What you have to do:
Make an exact copy of the entries below.

Items listed in a dataset:

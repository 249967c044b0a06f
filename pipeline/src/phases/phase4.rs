//! Phase 4: manual review of everything the analyzers could not classify.
//!
//! A terminal loop over the phase-3 failure stream. The reviewer assigns a
//! kind; field extraction then runs over the re-read envelope text and the
//! artifact is shaped exactly like the automated phases' output.

use std::fs;
use std::io::{self, BufRead, Write};

use chrono::Utc;

use lib_field_extract as field_extract;

use crate::classify::DocumentKind;
use crate::error::PipelineResult;
use crate::mail;
use crate::store::claim::{claim, ClaimOutcome};
use crate::store::scan::InputItem;
use crate::store::{Artifact, FailureRecord};

use super::{PhaseStats, WorkerCtx};

use crate::phases::phase1::{content_md5, hex_sha256};

pub struct ReviewSession {
    kinds: Vec<DocumentKind>,
}

impl Default for ReviewSession {
    fn default() -> Self {
        ReviewSession {
            kinds: DocumentKind::selectable(),
        }
    }
}

enum ReviewCommand {
    Assign(DocumentKind),
    Skip,
    Quit,
}

impl ReviewSession {
    pub async fn run(
        &self,
        ctx: &mut WorkerCtx,
        records: &[FailureRecord],
        items_by_id: &dyn Fn(&str) -> Option<InputItem>,
    ) -> PipelineResult<PhaseStats> {
        let mut stats = PhaseStats::new(4, ctx.instance);
        let stdin = io::stdin();
        let mut lines = stdin.lock().lines();

        println!("{} items awaiting manual review", records.len());
        self.print_menu();

        for record in records {
            let guard = match claim(&ctx.store, 4, &record.item_id, &ctx.host, ctx.stale_lock_ttl)
            {
                Ok(ClaimOutcome::Claimed(guard)) => guard,
                Ok(_) => {
                    stats.skipped += 1;
                    continue;
                }
                Err(e) => {
                    tracing::error!("claim failed for {}: {e}", record.item_id);
                    continue;
                }
            };

            let (meta, text, item) = load_item(record, items_by_id);

            println!();
            println!("item:    {}", record.item_id);
            println!("from:    {}", meta.from);
            println!("subject: {}", meta.subject);
            println!("reason:  {}", record.reason);
            println!("text:    {}", field_extract::truncate(&text, 400));
            print!("kind (number, name, s=skip, q=quit)> ");
            io::stdout().flush()?;

            let command = loop {
                let Some(line) = lines.next() else {
                    break ReviewCommand::Quit;
                };
                match self.parse_command(&line?) {
                    Some(command) => break command,
                    None => {
                        print!("unrecognized, try again> ");
                        io::stdout().flush()?;
                    }
                }
            };

            match command {
                ReviewCommand::Quit => {
                    guard.release()?;
                    break;
                }
                ReviewCommand::Skip => {
                    stats.skipped += 1;
                    guard.release()?;
                    continue;
                }
                ReviewCommand::Assign(kind) => {
                    stats.processed += 1;
                    let fields = field_extract::extract_all(&text, &meta, &kind.to_string());
                    let artifact = Artifact {
                        item_id: record.item_id.clone(),
                        phase: 4,
                        doc_kind: kind,
                        fields,
                        raw_text_sha256: hex_sha256(&text),
                        content_md5: item
                            .as_ref()
                            .and_then(|i| content_md5(i).ok())
                            .unwrap_or_default(),
                        confidence: 1.0,
                        escalation_trace: None,
                        timestamp: Utc::now(),
                    };
                    if kind.is_accounting() {
                        let data =
                            lib_isdoc::InvoiceData::from_fields(&record.item_id, &artifact.fields);
                        ctx.store
                            .write_xml(&record.item_id, &lib_isdoc::render(&data))?;
                    }
                    ctx.store.write_artifact(&artifact)?;
                    stats.succeeded += 1;
                    stats.count_kind(kind);
                    println!("saved as {kind}");
                    guard.release()?;
                }
            }
        }

        stats.log_summary();
        Ok(stats)
    }

    fn print_menu(&self) {
        for (i, kind) in self.kinds.iter().enumerate() {
            println!("{:2}. {} ({})", i + 1, kind, kind.czech_label());
        }
    }

    fn parse_command(&self, line: &str) -> Option<ReviewCommand> {
        let line = line.trim();
        match line {
            "q" | "quit" => return Some(ReviewCommand::Quit),
            "s" | "skip" | "" => return Some(ReviewCommand::Skip),
            _ => {}
        }
        if let Ok(index) = line.parse::<usize>() {
            return self
                .kinds
                .get(index.checked_sub(1)?)
                .map(|k| ReviewCommand::Assign(*k));
        }
        line.parse::<DocumentKind>()
            .ok()
            .map(ReviewCommand::Assign)
    }
}

fn load_item(
    record: &FailureRecord,
    items_by_id: &dyn Fn(&str) -> Option<InputItem>,
) -> (
    lib_field_extract::EmailMeta,
    String,
    Option<InputItem>,
) {
    if let Some(item) = items_by_id(&record.item_id) {
        if let Some(path) = item.eml_path() {
            if let Ok(raw) = fs::read(&path) {
                if let Ok(parsed) = mail::parse_eml(&raw) {
                    let body = if parsed.envelope.body.is_empty() {
                        record.snippet.clone()
                    } else {
                        parsed.envelope.body.clone()
                    };
                    return (parsed.envelope.meta(), body, Some(item));
                }
            }
        }
        return (Default::default(), record.snippet.clone(), Some(item));
    }
    (Default::default(), record.snippet.clone(), None)
}

#[cfg(test)]
mod tests {
    use super::*;

    #[test]
    fn commands_parse() {
        let session = ReviewSession::default();

        assert!(matches!(
            session.parse_command("q"),
            Some(ReviewCommand::Quit)
        ));
        assert!(matches!(
            session.parse_command("s"),
            Some(ReviewCommand::Skip)
        ));
        assert!(matches!(
            session.parse_command("invoice"),
            Some(ReviewCommand::Assign(DocumentKind::Invoice))
        ));
        assert!(matches!(
            session.parse_command("1"),
            Some(ReviewCommand::Assign(DocumentKind::Invoice))
        ));
        assert!(session.parse_command("999").is_none());
        assert!(session.parse_command("gibberish").is_none());
    }

    #[test]
    fn menu_excludes_unknown() {
        let session = ReviewSession::default();
        assert!(!session.kinds.contains(&DocumentKind::Unknown));
        assert_eq!(session.kinds[0], DocumentKind::Invoice);
    }
}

Finished exercise:
repository 249967c044b0a06f
filename pipeline/src/phases/phase4.rs
//! Phase 4: manual review of everything the analyzers could not classify.
//!
//! A terminal loop over the phase-3 failure stream. The reviewer assigns a
//! kind; field extraction then runs over the re-read envelope text and the
//! artifact is shaped exactly like the automated phases' output.

use std::fs;
use std::io::{self, BufRead, Write};

use chrono::Utc;

use lib_field_extract as field_extract;

use crate::classify::DocumentKind;
use crate::error::PipelineResult;
use crate::mail;
use crate::store::claim::{claim, ClaimOutcome};
use crate::store::scan::InputItem;
use crate::store::{Artifact, FailureRecord};

use super::{PhaseStats, WorkerCtx};

use crate::phases::phase1::{content_md5, hex_sha256};

pub struct ReviewSession {
    kinds: Vec<DocumentKind>,
}

impl Default for ReviewSession {
    fn default() -> Self {
        ReviewSession {
            kinds: DocumentKind::selectable(),
        }
    }
}

enum ReviewCommand {
    Assign(DocumentKind),
    Skip,
    Quit,
}

impl ReviewSession {
    pub async fn run(
        &self,
        ctx: &mut WorkerCtx,
        records: &[FailureRecord],
        items_by_id: &dyn Fn(&str) -> Option<InputItem>,
    ) -> PipelineResult<PhaseStats> {
        let mut stats = PhaseStats::new(4, ctx.instance);
        let stdin = io::stdin();
        let mut lines = stdin.lock().lines();

        println!("{} items awaiting manual review", records.len());
        self.print_menu();

        for record in records {
            let guard = match claim(&ctx.store, 4, &record.item_id, &ctx.host, ctx.stale_lock_ttl)
            {
                Ok(ClaimOutcome::Claimed(guard)) => guard,
                Ok(_) => {
                    stats.skipped += 1;
                    continue;
                }
                Err(e) => {
                    tracing::error!("claim failed for {}: {e}", record.item_id);
                    continue;
                }
            };

            let (meta, text, item) = load_item(record, items_by_id);

            println!();
            println!("item:    {}", record.item_id);
            println!("from:    {}", meta.from);
            println!("subject: {}", meta.subject);
            println!("reason:  {}", record.reason);
            println!("text:    {}", field_extract::truncate(&text, 400));
            print!("kind (number, name, s=skip, q=quit)> ");
            io::stdout().flush()?;

            let command = loop {
                let Some(line) = lines.next() else {
                    break ReviewCommand::Quit;
                };
                match self.parse_command(&line?) {
                    Some(command) => break command,
                    None => {
                        print!("unrecognized, try again> ");
                        io::stdout().flush()?;
                    }
                }
            };

            match command {
                ReviewCommand::Quit => {
                    guard.release()?;
                    break;
                }
                ReviewCommand::Skip => {
                    stats.skipped += 1;
                    guard.release()?;
                    continue;
                }
                ReviewCommand::Assign(kind) => {
                    stats.processed += 1;
                    let fields = field_extract::extract_all(&text, &meta, &kind.to_string());
                    let artifact = Artifact {
                        item_id: record.item_id.clone(),
                        phase: 4,
                        doc_kind: kind,
                        fields,
                        raw_text_sha256: hex_sha256(&text),
                        content_md5: item
                            .as_ref()
                            .and_then(|i| content_md5(i).ok())
                            .unwrap_or_default(),
                        confidence: 1.0,
                        escalation_trace: None,
                        timestamp: Utc::now(),
                    };
                    if kind.is_accounting() {
                        let data =
                            lib_isdoc::InvoiceData::from_fields(&record.item_id, &artifact.fields);
                        ctx.store
                            .write_xml(&record.item_id, &lib_isdoc::render(&data))?;
                    }
                    ctx.store.write_artifact(&artifact)?;
                    stats.succeeded += 1;
                    stats.count_kind(kind);
                    println!("saved as {kind}");
                    guard.release()?;
                }
            }
        }

        stats.log_summary();
        Ok(stats)
    }

    fn print_menu(&self) {
        for (i, kind) in self.kinds.iter().enumerate() {
            println!("{:2}. {} ({})", i + 1, kind, kind.czech_label());
        }
    }

    fn parse_command(&self, line: &str) -> Option<ReviewCommand> {
        let line = line.trim();
        match line {
            "q" | "quit" => return Some(ReviewCommand::Quit),
            "s" | "skip" | "" => return Some(ReviewCommand::Skip),
            _ => {}
        }
        if let Ok(index) = line.parse::<usize>() {
            return self
                .kinds
                .get(index.checked_sub(1)?)
                .map(|k| ReviewCommand::Assign(*k));
        }
        line.parse::<DocumentKind>()
            .ok()
            .map(ReviewCommand::Assign)
    }
}

fn load_item(
    record: &FailureRecord,
    items_by_id: &dyn Fn(&str) -> Option<InputItem>,
) -> (
    lib_field_extract::EmailMeta,
    String,
    Option<InputItem>,
) {
    if let Some(item) = items_by_id(&record.item_id) {
        if let Some(path) = item.eml_path() {
            if let Ok(raw) = fs::read(&path) {
                if let Ok(parsed) = mail::parse_eml(&raw) {
                    let body = if parsed.envelope.body.is_empty() {
                        record.snippet.clone()
                    } else {
                        parsed.envelope.body.clone()
                    };
                    return (parsed.envelope.meta(), body, Some(item));
                }
            }
        }
        return (Default::default(), record.snippet.clone(), Some(item));
    }
    (Default::default(), record.snippet.clone(), None)
}

#[cfg(test)]
mod tests {
    use super::*;

    #[test]
    fn commands_parse() {
        let session = ReviewSession::default();

        assert!(matches!(
            session.parse_command("q"),
            Some(ReviewCommand::Quit)
        ));
        assert!(matches!(
            session.parse_command("s"),
            Some(ReviewCommand::Skip)
        ));
        assert!(matches!(
            session.parse_command("invoice"),
            Some(ReviewCommand::Assign(DocumentKind::Invoice))
        ));
        assert!(matches!(
            session.parse_command("1"),
            Some(ReviewCommand::Assign(DocumentKind::Invoice))
        ));
        assert!(session.parse_command("999").is_none());
        assert!(session.parse_command("gibberish").is_none());
    }

    #[test]
    fn menu_excludes_unknown() {
        let session = ReviewSession::default();
        assert!(!session.kinds.contains(&DocumentKind::Unknown));
        assert_eq!(session.kinds[0], DocumentKind::Invoice);
    }
}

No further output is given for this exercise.